### EXERCISE OBJECTIVE
Set down, word for word, every line of the listing below, starting with the one that contains "if inner.closed &&" and ending with the final line. Include nothing else.

### GIVEN INFORMATION
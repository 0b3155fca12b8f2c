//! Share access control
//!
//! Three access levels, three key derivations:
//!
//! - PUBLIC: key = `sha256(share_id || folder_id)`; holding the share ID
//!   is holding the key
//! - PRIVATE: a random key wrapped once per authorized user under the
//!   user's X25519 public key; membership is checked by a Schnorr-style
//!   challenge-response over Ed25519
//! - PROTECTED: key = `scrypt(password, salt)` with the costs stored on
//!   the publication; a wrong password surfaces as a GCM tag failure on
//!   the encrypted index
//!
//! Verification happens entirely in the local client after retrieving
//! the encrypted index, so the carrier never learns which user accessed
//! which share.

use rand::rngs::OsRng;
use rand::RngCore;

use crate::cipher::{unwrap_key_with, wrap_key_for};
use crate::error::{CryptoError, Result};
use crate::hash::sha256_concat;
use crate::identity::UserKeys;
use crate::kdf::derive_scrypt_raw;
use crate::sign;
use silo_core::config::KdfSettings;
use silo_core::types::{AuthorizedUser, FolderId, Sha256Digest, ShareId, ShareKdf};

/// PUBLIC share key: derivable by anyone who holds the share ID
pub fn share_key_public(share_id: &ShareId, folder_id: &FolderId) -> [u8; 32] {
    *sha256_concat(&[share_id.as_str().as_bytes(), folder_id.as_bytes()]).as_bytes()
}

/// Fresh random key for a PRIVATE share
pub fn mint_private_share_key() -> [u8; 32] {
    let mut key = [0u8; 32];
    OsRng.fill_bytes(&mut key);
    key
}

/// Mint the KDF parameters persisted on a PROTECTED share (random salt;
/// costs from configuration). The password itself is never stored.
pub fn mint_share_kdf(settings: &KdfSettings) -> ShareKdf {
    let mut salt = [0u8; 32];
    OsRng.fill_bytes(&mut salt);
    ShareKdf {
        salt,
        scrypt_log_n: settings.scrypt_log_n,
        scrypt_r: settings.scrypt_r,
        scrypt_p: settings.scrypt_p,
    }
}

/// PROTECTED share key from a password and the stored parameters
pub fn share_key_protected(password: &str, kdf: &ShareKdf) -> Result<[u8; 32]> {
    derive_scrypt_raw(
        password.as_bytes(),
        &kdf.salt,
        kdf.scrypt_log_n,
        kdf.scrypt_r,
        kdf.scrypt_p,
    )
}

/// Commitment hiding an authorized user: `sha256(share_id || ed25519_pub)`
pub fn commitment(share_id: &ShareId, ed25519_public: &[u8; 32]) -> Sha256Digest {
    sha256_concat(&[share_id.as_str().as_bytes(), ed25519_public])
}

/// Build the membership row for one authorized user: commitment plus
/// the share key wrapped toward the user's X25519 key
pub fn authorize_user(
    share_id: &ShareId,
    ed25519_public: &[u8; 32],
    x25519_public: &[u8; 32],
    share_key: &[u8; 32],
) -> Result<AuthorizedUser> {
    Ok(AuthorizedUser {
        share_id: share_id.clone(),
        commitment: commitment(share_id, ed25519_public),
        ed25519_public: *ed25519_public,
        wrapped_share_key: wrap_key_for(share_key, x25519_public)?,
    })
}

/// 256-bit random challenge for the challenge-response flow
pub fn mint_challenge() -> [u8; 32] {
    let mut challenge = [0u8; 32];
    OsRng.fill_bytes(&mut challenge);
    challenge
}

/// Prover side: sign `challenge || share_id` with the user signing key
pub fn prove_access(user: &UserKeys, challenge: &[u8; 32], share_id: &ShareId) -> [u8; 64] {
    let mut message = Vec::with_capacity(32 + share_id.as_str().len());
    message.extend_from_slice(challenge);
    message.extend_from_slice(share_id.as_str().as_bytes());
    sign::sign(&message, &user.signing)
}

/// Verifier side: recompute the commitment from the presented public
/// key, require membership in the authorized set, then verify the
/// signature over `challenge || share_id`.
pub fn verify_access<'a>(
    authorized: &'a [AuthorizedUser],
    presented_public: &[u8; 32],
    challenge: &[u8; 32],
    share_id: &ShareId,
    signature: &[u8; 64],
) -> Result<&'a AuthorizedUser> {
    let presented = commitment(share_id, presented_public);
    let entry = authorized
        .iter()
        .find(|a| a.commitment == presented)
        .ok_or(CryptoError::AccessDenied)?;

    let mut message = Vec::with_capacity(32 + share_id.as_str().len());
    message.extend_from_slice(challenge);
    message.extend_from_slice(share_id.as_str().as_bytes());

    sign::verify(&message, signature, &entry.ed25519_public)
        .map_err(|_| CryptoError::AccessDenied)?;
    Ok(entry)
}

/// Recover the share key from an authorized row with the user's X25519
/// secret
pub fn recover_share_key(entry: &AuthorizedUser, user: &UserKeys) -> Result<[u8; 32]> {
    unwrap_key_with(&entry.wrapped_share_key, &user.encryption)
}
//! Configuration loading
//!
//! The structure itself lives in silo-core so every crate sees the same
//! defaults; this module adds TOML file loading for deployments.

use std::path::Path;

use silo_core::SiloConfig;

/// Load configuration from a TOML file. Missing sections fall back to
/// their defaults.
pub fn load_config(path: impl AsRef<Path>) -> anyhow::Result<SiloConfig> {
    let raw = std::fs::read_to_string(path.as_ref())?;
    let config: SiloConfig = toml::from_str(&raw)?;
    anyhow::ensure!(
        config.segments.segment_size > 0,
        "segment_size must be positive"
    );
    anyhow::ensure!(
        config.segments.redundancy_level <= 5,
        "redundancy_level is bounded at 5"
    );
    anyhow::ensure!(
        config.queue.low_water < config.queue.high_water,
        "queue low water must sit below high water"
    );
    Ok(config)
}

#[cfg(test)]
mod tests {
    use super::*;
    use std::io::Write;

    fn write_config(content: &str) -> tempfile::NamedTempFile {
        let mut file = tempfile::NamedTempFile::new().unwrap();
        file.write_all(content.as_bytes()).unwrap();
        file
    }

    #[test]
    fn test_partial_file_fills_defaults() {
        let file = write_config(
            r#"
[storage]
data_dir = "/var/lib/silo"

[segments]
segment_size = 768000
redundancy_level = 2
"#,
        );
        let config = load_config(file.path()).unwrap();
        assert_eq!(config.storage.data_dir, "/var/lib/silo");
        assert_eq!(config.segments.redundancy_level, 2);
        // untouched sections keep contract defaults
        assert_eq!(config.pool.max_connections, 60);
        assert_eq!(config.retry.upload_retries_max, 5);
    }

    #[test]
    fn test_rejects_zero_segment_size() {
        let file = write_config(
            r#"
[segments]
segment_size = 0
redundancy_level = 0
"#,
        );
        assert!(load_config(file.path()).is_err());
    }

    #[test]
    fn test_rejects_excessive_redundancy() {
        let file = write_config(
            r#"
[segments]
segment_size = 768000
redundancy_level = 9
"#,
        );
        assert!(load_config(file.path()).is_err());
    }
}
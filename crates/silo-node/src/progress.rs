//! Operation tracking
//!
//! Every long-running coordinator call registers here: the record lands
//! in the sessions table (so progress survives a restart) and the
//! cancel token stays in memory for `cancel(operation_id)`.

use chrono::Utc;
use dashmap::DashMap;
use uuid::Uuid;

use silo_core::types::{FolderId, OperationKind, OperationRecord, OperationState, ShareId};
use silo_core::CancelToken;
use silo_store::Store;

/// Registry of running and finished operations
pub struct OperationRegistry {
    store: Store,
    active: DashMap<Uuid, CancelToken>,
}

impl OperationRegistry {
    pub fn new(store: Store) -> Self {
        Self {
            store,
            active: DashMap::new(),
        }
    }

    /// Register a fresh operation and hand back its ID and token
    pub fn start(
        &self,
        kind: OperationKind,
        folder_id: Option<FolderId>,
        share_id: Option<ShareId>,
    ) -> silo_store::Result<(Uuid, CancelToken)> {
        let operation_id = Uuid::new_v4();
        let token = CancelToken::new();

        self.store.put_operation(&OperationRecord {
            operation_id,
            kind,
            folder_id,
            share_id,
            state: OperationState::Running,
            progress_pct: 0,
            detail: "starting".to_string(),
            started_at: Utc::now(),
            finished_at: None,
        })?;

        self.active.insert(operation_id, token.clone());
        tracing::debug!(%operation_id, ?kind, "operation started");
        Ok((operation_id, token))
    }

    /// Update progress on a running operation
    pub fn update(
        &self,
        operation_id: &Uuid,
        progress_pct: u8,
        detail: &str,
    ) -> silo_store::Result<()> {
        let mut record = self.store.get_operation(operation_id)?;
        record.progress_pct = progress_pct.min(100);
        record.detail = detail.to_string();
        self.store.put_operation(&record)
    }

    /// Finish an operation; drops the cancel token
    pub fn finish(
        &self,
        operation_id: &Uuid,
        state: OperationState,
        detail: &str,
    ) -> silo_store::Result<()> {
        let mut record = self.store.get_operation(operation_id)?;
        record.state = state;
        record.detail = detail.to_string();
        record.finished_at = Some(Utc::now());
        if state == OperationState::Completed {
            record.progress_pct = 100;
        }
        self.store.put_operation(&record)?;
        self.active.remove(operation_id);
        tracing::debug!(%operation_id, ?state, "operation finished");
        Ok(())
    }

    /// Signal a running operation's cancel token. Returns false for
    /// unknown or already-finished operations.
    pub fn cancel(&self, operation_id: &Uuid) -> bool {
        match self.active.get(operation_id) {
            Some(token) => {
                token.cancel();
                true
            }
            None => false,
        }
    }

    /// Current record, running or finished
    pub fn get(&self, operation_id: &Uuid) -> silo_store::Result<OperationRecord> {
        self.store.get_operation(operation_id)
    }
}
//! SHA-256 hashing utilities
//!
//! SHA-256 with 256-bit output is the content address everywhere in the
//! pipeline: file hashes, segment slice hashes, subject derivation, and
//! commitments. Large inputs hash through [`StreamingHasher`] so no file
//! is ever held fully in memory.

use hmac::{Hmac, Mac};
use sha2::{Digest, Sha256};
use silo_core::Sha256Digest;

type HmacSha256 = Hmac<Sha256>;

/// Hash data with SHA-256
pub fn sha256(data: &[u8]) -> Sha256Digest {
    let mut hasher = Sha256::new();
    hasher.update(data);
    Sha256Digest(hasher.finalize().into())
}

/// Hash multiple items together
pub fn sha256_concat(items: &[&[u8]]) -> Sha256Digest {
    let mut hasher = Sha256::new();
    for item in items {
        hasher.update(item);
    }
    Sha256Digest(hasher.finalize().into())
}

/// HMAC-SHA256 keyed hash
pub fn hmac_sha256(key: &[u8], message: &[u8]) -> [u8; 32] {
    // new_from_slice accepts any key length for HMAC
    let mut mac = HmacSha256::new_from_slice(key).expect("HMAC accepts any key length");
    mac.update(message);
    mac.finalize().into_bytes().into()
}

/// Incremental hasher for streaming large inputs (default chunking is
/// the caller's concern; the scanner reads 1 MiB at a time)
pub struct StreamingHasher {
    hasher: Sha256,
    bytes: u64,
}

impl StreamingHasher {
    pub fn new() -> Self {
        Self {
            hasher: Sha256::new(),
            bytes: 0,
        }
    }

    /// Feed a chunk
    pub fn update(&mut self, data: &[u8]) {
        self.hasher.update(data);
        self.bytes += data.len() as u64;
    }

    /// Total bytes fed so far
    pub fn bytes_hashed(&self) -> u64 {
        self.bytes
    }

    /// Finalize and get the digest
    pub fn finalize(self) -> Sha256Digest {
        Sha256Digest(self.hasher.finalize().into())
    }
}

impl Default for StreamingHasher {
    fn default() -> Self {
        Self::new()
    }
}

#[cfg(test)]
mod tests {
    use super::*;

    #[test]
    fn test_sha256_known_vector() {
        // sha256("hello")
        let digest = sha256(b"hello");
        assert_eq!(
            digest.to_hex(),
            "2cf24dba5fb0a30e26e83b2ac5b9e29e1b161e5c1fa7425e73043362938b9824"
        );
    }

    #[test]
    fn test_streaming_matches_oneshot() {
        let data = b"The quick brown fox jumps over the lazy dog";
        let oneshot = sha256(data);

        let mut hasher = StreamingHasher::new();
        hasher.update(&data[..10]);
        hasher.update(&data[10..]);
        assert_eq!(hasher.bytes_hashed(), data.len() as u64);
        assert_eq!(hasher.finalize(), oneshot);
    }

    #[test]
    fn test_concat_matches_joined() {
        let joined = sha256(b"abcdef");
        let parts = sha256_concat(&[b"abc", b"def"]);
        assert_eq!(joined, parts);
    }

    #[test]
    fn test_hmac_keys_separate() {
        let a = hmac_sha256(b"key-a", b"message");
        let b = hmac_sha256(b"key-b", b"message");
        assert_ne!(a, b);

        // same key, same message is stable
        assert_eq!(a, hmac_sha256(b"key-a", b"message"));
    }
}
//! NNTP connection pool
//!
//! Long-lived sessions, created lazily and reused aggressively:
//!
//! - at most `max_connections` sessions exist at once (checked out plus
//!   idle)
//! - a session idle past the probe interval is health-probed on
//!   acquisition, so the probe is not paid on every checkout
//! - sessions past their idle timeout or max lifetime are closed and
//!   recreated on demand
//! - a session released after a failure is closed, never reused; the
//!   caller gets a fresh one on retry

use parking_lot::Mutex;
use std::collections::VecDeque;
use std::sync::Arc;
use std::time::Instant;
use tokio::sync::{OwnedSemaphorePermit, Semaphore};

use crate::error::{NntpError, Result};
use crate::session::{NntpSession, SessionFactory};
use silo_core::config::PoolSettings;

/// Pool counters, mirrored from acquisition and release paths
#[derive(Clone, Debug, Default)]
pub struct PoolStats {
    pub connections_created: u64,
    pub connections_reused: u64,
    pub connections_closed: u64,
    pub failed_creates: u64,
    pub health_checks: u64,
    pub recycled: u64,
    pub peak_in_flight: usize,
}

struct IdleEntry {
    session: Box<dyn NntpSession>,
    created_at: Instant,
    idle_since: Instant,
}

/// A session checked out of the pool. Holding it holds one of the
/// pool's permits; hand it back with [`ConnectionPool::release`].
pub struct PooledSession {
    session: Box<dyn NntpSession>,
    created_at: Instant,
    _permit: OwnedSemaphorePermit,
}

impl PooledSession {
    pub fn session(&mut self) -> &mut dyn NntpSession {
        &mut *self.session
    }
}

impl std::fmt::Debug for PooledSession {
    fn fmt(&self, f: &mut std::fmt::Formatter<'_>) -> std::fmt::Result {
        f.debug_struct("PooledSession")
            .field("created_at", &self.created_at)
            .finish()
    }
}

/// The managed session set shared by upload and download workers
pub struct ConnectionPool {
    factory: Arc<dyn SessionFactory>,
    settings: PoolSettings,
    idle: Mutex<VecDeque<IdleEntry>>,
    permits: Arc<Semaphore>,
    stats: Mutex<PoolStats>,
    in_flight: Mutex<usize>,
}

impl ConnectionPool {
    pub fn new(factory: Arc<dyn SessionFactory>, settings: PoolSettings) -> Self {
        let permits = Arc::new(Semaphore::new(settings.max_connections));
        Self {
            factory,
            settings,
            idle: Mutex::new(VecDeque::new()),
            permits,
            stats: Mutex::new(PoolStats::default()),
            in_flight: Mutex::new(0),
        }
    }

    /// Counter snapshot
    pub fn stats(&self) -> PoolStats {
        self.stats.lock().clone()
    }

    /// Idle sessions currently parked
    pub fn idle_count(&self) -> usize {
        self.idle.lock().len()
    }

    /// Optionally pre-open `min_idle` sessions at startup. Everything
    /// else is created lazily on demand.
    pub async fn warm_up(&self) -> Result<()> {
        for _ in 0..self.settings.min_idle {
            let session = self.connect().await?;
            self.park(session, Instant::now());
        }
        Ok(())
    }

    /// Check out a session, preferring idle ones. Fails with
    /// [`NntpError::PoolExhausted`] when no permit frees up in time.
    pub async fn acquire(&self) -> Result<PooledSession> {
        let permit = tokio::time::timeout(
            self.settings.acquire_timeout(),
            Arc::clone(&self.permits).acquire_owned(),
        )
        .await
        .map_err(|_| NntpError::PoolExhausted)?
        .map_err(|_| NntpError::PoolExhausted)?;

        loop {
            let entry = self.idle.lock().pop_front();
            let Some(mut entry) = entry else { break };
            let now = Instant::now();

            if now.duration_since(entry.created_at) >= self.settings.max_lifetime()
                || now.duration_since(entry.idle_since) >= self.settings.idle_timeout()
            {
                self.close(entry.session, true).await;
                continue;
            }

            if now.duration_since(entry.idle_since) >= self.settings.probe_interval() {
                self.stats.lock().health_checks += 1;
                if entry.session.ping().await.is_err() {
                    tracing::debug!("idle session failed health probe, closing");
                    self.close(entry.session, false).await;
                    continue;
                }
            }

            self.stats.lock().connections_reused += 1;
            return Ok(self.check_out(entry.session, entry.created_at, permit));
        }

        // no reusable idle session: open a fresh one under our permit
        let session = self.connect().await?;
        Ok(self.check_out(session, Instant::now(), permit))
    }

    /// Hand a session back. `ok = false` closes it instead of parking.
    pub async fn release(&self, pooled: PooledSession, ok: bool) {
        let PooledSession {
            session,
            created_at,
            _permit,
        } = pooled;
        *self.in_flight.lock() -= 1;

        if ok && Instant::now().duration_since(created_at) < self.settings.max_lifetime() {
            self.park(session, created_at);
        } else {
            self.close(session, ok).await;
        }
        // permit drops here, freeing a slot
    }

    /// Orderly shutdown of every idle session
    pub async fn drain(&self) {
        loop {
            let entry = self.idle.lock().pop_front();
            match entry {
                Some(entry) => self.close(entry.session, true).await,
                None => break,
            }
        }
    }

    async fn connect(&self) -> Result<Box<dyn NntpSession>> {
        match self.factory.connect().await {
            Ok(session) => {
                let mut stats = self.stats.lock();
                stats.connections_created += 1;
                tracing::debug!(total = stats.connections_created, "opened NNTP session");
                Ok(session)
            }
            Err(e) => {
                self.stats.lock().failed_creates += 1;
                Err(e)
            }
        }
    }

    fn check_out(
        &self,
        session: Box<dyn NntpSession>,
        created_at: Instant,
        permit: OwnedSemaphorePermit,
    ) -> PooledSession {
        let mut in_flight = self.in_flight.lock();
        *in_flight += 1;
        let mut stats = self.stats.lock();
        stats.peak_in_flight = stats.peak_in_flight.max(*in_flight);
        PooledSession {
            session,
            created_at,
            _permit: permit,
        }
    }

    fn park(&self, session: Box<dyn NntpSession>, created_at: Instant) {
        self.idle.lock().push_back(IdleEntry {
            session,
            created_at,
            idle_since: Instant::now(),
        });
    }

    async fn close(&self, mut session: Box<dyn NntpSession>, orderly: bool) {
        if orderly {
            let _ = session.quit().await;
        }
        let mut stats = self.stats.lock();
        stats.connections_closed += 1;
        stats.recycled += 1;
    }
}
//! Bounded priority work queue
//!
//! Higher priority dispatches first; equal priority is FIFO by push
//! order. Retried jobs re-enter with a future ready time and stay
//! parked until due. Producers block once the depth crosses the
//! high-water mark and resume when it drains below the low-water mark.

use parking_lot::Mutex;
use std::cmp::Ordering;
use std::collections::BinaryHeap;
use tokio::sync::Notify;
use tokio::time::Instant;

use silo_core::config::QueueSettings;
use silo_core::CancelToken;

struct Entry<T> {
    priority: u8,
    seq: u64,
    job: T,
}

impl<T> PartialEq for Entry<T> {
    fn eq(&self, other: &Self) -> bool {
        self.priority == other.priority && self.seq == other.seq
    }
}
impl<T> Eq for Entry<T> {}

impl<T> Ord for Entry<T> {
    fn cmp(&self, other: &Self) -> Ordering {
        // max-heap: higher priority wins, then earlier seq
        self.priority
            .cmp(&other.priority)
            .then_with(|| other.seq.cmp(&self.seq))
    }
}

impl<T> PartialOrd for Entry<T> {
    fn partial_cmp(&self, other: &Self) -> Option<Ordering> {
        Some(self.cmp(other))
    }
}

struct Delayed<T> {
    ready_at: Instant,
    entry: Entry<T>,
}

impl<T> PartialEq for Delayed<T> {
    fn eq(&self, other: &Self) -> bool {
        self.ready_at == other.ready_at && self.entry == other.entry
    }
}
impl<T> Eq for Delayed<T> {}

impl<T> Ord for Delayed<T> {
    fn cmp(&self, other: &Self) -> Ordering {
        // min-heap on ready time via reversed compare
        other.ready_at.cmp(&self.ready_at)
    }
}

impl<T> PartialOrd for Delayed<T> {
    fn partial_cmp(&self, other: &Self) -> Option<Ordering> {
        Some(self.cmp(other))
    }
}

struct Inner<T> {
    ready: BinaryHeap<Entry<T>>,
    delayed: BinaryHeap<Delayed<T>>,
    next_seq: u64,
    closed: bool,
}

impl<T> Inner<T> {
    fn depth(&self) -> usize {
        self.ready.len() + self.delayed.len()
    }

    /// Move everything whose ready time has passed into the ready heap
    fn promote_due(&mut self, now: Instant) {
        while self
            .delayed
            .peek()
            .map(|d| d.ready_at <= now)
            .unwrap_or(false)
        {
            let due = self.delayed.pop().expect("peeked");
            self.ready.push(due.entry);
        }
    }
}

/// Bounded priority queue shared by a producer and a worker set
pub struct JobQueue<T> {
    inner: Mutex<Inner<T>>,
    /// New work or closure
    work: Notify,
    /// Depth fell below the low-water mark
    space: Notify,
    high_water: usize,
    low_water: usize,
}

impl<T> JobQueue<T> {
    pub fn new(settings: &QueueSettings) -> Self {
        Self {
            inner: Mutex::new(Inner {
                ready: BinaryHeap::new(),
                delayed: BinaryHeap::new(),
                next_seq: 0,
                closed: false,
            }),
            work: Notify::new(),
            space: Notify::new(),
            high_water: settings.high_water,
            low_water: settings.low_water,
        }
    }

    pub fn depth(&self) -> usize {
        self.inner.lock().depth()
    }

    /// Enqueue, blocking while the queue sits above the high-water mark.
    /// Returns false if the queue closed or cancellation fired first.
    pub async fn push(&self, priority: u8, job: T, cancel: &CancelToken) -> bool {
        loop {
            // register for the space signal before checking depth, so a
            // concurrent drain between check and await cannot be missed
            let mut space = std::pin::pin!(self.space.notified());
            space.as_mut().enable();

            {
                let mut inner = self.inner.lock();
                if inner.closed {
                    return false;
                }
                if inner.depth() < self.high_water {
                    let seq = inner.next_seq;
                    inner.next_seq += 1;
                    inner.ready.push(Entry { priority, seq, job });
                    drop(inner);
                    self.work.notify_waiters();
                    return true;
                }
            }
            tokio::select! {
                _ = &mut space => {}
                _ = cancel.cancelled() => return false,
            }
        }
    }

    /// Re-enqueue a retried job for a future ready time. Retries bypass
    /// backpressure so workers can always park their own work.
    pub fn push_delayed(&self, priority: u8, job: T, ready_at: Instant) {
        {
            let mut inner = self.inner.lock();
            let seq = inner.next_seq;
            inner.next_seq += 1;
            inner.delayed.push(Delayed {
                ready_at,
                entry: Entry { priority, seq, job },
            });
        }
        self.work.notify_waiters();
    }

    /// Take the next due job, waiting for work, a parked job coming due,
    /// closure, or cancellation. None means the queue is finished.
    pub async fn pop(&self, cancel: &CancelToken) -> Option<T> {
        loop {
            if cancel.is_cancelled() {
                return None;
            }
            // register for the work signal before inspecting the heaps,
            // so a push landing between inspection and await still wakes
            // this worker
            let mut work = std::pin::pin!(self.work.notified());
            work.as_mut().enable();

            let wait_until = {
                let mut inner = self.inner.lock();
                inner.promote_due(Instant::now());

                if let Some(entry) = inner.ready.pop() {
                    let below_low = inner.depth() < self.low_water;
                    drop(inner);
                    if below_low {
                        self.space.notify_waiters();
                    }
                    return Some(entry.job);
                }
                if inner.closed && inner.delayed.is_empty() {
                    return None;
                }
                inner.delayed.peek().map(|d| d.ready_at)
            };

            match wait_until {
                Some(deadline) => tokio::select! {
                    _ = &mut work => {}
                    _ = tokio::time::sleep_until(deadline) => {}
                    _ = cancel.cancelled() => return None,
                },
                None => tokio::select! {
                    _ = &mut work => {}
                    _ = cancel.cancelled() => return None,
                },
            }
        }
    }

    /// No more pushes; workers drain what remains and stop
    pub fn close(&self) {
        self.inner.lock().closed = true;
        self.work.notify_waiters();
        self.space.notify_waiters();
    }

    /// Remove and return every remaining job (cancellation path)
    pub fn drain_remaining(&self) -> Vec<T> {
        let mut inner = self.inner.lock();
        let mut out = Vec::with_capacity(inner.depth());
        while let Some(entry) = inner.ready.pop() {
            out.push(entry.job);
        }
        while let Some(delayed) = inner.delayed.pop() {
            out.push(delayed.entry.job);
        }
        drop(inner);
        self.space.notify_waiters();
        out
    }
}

### TASK SOLUTION
                if inner.closed && inner.delayed.is_empty() {
                    return None;
                }
                inner.delayed.peek().map(|d| d.ready_at)
            };

            match wait_until {
                Some(deadline) => tokio::select! {
                    _ = &mut work => {}
                    _ = tokio::time::sleep_until(deadline) => {}
                    _ = cancel.cancelled() => return None,
                },
                None => tokio::select! {
                    _ = &mut work => {}
                    _ = cancel.cancelled() => return None,
                },
            }
        }
    }

    /// No more pushes; workers drain what remains and stop
    pub fn close(&self) {
        self.inner.lock().closed = true;
        self.work.notify_waiters();
        self.space.notify_waiters();
    }

    /// Remove and return every remaining job (cancellation path)
    pub fn drain_remaining(&self) -> Vec<T> {
        let mut inner = self.inner.lock();
        let mut out = Vec::with_capacity(inner.depth());
        while let Some(entry) = inner.ready.pop() {
            out.push(entry.job);
        }
        while let Some(delayed) = inner.delayed.pop() {
            out.push(delayed.entry.job);
        }
        drop(inner);
        self.space.notify_waiters();
        out
    }
}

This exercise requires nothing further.